Cannabis use is an often overlooked commonality among mass murderers and other violent offenders — one that the British journalist Peter Hitchens has warned about for some time. “No, not every marijuana smoker goes out and kills. So what?” Hitchens wrote in a piece for the Daily Mail, discussing the U.K.’s growing knife-crime problem. “Not every boozer gets into fights, or commits rape, or kills people with drunken driving. Not every cigarette smoker gets cancer or heart disease. But we act against these things because of the significant minority who do cause or experience these tragic outcomes.”

Hitchens argues that no normal-minded person commits what are objectively irrational and heinous acts. But drugs make for abnormal-mindedness. The scientific links between cannabis use and psychosis are well established. As I documented in a piece for The Spectator earlier this year:

A 2008 article in World Psychiatry, the top journal in the field, outlines the results of a 15-year prospective study in Sweden examining schizophrenia in over 50,000 Swedish conscripts. It found during its 27-year followup that, if the association they identify was indeed causal, ‘13 percent of cases of schizophrenia could be averted if all cannabis use were prevented’. A more recent 2019 study in the Lancet Psychiatry examined patterns of psychotic incidence across Europe in connection to cannabis use, and found that ‘daily cannabis use was associated with increased odds of psychotic disorder compared with never users, increasing to nearly five-times increased odds for daily use of high-potency types of cannabis’. Moreover, they concluded that, assuming this association was causal (which the authors consider highly credible), as much as ‘20 percent of the new cases of psychotic disorder across all our sites could have been prevented if daily use of cannabis had been abolished’.

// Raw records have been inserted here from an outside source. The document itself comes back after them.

#[cfg(test)]
mod tests {
    use pretty_assertions::assert_eq;

    use super::*;

    fn params(pairs: &[(&str, &str)]) -> Parameters {
        pairs.iter().map(|(k, v)| (k.to_string(), v.to_string())).collect()
    }

    fn pattern(template: &str) -> RoutePattern {
        RoutePattern::builder(template).build().unwrap()
    }

    #[test]
    fn captures_controller_and_action() {
        let matched = pattern("{controller}/{action}").try_match("controller2/Action1");
        assert_eq!(
            matched,
            Some(params(&[("controller", "controller2"), ("action", "Action1")]))
        );
    }

    #[test]
    fn captures_area_controller_and_action() {
        let matched = pattern("{area}/{controller}/{action}").try_match("/area/controller1/Index");
        assert_eq!(
            matched,
            Some(params(&[("area", "area"), ("controller", "controller1"), ("action", "Index")]))
        );
    }

    #[test]
    fn literal_segments_must_match_exactly() {
        let p = pattern("blog/{action}");
        assert!(p.is_match("blog/list"));
        assert!(!p.is_match("Blog/list"));
        assert!(!p.is_match("news/list"));
    }

    #[test]
    fn case_insensitive_literals() {
        let p = RoutePattern::builder("blog/{action}").case_insensitive().build().unwrap();
        assert_eq!(p.try_match("BLOG/List"), Some(params(&[("action", "List")])));
    }

    #[test]
    fn segment_count_must_agree() {
        let p = pattern("{controller}/{action}");
        assert!(!p.is_match("home"));
        assert!(!p.is_match("home/index/extra"));
        assert!(!p.is_match(""));
    }

    #[test]
    fn empty_template_matches_root_only() {
        let p = RoutePattern::compile("", [("controller", "home"), ("action", "index")], []).unwrap();
        assert_eq!(
            p.try_match("/"),
            Some(params(&[("controller", "home"), ("action", "index")]))
        );
        assert!(!p.is_match("/home"));
    }

    #[test]
    fn empty_segments_never_fill_a_placeholder() {
        assert!(!pattern("{controller}/{action}").is_match("home//index"));
    }

    #[test]
    fn defaults_fill_omitted_trailing_placeholders() {
        let p = RoutePattern::compile("{controller}/{action}/{id}", [("action", "index"), ("id", "0")], [])
            .unwrap();
        assert_eq!(
            p.try_match("home"),
            Some(params(&[("controller", "home"), ("action", "index"), ("id", "0")]))
        );
        assert_eq!(
            p.try_match("home/edit"),
            Some(params(&[("controller", "home"), ("action", "edit"), ("id", "0")]))
        );
    }

    #[test]
    fn leading_placeholder_without_default_is_required() {
        let p = RoutePattern::compile("{controller}/{action}", [("action", "index")], []).unwrap();
        assert!(!p.is_match("/"));
    }

    #[test]
    fn literals_cannot_be_omitted() {
        let p = RoutePattern::compile("{controller}/{action}/list", [("action", "index")], []).unwrap();
        assert!(!p.is_match("home"));
    }

    #[test]
    fn defaults_outside_the_template_are_added() {
        let p = RoutePattern::compile("products/{id}", [("controller", "products"), ("action", "show")], [])
            .unwrap();
        assert_eq!(
            p.try_match("products/7"),
            Some(params(&[("controller", "products"), ("action", "show"), ("id", "7")]))
        );
    }

    #[test]
    fn captured_values_override_defaults() {
        let p = RoutePattern::compile("{controller}/{action}", [("action", "index")], []).unwrap();
        assert_eq!(p.try_match("home/about").unwrap()["action"], "about");
    }

    #[test]
    fn constraint_violation_is_no_match() {
        let p = RoutePattern::compile("products/{id}", Vec::<(&str, &str)>::new(), [("id", r"\d+")]).unwrap();
        assert!(p.is_match("products/123"));
        assert!(!p.is_match("products/12a"));
        assert!(!p.is_match("products/a12"));
    }

    #[test]
    fn constraints_are_anchored() {
        let p = RoutePattern::compile("{year}", Vec::<(&str, &str)>::new(), [("year", r"\d{4}|now")]).unwrap();
        assert!(p.is_match("2024"));
        assert!(p.is_match("now"));
        assert!(!p.is_match("20245"));
        assert!(!p.is_match("nowhere"));
    }

    #[test]
    fn wildcard_captures_the_remainder() {
        let p = pattern("files/{*path}");
        assert_eq!(
            p.try_match("files/docs/2024/report.pdf"),
            Some(params(&[("path", "docs/2024/report.pdf")]))
        );
        assert_eq!(p.try_match("files/a"), Some(params(&[("path", "a")])));
        assert!(!p.is_match("files"));
    }

    #[test]
    fn wildcard_with_default_may_be_empty() {
        let p = RoutePattern::compile("files/{*path}", [("path", "index")], []).unwrap();
        assert_eq!(p.try_match("files"), Some(params(&[("path", "index")])));
    }

    #[test]
    fn captured_segments_are_percent_decoded() {
        let p = pattern("tags/{tag}");
        assert_eq!(p.try_match("tags/rust%20lang"), Some(params(&[("tag", "rust lang")])));
        assert!(!p.is_match("tags/%FF"));
    }

    #[test]
    fn encoded_slash_does_not_fill_a_placeholder() {
        let p = pattern("{controller}/{action}");
        assert!(!p.is_match("admin%2Fusers/list"));
        assert!(!p.is_match("admin%2fusers/list"));

        let files = pattern("files/{*path}");
        assert_eq!(files.try_match("files/a%2Fb"), Some(params(&[("path", "a/b")])));
    }

    #[test]
    fn verbs_restrict_acceptance() {
        let any = pattern("{controller}");
        assert!(any.accepts(Method::Delete));

        let post_only = RoutePattern::builder("{controller}").verbs([Method::Post]).build().unwrap();
        assert!(post_only.accepts(Method::Post));
        assert!(!post_only.accepts(Method::Get));

        let extension_verb: Option<Method> = None;
        assert!(any.accepts(extension_verb));
        assert!(!post_only.accepts(extension_verb));
    }

    #[test]
    fn rejects_unbalanced_braces() {
        for template in ["{controller/{action}", "{controller}}/x", "home/{action"] {
            assert!(
                matches!(RoutePattern::builder(template).build(), Err(ConfigurationError::Template { .. })),
                "{template}"
            );
        }
    }

    #[test]
    fn rejects_partial_and_nested_placeholders() {
        for template in ["item-{id}", "{id}.html", "{{id}}", "{a}{b}", "}{"] {
            assert!(
                matches!(RoutePattern::builder(template).build(), Err(ConfigurationError::Template { .. })),
                "{template}"
            );
        }
    }

    #[test]
    fn rejects_duplicate_placeholders() {
        let err = RoutePattern::builder("{id}/{action}/{id}").build().unwrap_err();
        assert!(matches!(err, ConfigurationError::DuplicatePlaceholder { name, .. } if name == "id"));
    }

    #[test]
    fn rejects_bad_placeholder_names() {
        for template in ["{}", "{*}", "{my-name}", "{a b}"] {
            assert!(RoutePattern::builder(template).build().is_err(), "{template}");
        }
    }

    #[test]
    fn rejects_interior_wildcards_and_empty_segments() {
        assert!(RoutePattern::builder("{*rest}/edit").build().is_err());
        assert!(RoutePattern::builder("a//b").build().is_err());
    }

    #[test]
    fn rejects_constraints_on_unknown_placeholders() {
        let err = RoutePattern::builder("{controller}").constraint("id", r"\d+").build().unwrap_err();
        assert!(matches!(err, ConfigurationError::UnknownConstraint { name, .. } if name == "id"));
    }

    #[test]
    fn rejects_invalid_constraint_regex() {
        let err = RoutePattern::builder("{id}").constraint("id", "(").build().unwrap_err();
        assert!(matches!(err, ConfigurationError::InvalidConstraint { .. }));
    }

    #[test]
    fn placeholders_in_template_order() {
        let p = pattern("{area}/x/{controller}/{*rest}");
        let names: Vec<_> = p.placeholders().collect();
        assert_eq!(names, vec!["area", "controller", "rest"]);
    }

    #[test]
    fn creates_urls_from_parameters() {
        let p = pattern("{area}/{controller}/{action}");
        let url = p
            .create_url(&params(&[("area", "admin"), ("controller", "users"), ("action", "list")]))
            .unwrap();
        assert_eq!(url, "/admin/users/list");
    }

    #[test]
    fn create_url_drops_trailing_defaults() {
        let p = RoutePattern::compile("{controller}/{action}/{id}", [("action", "index"), ("id", "0")], [])
            .unwrap();
        assert_eq!(p.create_url(&params(&[("controller", "home")])).unwrap(), "/home");
        assert_eq!(
            p.create_url(&params(&[("controller", "home"), ("id", "5")])).unwrap(),
            "/home/index/5"
        );
    }

    #[test]
    fn create_url_encodes_values() {
        let p = pattern("tags/{tag}/{*rest}");
        let url = p.create_url(&params(&[("tag", "a b"), ("rest", "x/y z")])).unwrap();
        assert_eq!(url, "/tags/a%20b/x/y%20z");
    }

    #[test]
    fn create_url_requires_values() {
        let err = pattern("{controller}/{action}")
            .create_url(&params(&[("controller", "home")]))
            .unwrap_err();
        assert!(matches!(err, ConfigurationError::MissingUrlParameter { name, .. } if name == "action"));
    }

    #[test]
    fn create_url_checks_constraints() {
        let p = RoutePattern::compile("products/{id}", Vec::<(&str, &str)>::new(), [("id", r"\d+")]).unwrap();
        let err = p.create_url(&params(&[("id", "abc")])).unwrap_err();
        assert!(matches!(err, ConfigurationError::UrlConstraintViolation { .. }));
    }
}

Researchers have also noted that: “Considerable evidence suggests that much of the violent behavior observed in the mentally ill is not random but is motivated and directed by psychotic symptoms. In many cases, the behavior appears to be a predictable and in some ways rational response to irrational beliefs (delusions) and perceptions (hallucinations).”

So how many mass murderers in the U.S. were also drug users? It’s an interesting question. Oddly, however, the police don’t seem particularly interested in the answer — policy-makers and the media, even less so.

The FBI found no motive in the Las Vegas massacre — the deadliest mass shooting in U.S. history — when Stephen Paddock killed 60 people and wounded 867 others. We know from the autopsy that he had anti-anxiety medication in his system. Was he using anything else? Devin Kelley, the Texas shooter who killed 26 people at First Baptist Church, was a marijuana user. Ahmad Al Aliwi Alissa, the 21-year-old gunman in the Boulder supermarket shooting, was “paranoid” and socially awkward according to his brother. Given that paranoia and social isolation are common characteristics among chronic weed users, might he also have been a pothead?

Omar Mateen, who killed 49 people and injured 53 more at a gay bar in Orlando, also admitted to marijuana use. Nikolas Cruz, the Marjory Stoneman Douglas High School shooter, was a daily cannabis user. In his post-conviction comments, Cruz said, “I hate drugs, I believe this country would do better if everyone would stop smoking marijuana.”

Of course, drugs are not the only driving factor behind senseless evil. Sometimes it’s ideology. Sometimes impenetrable badness. But our incuriosity on the subject is strange, to say the least.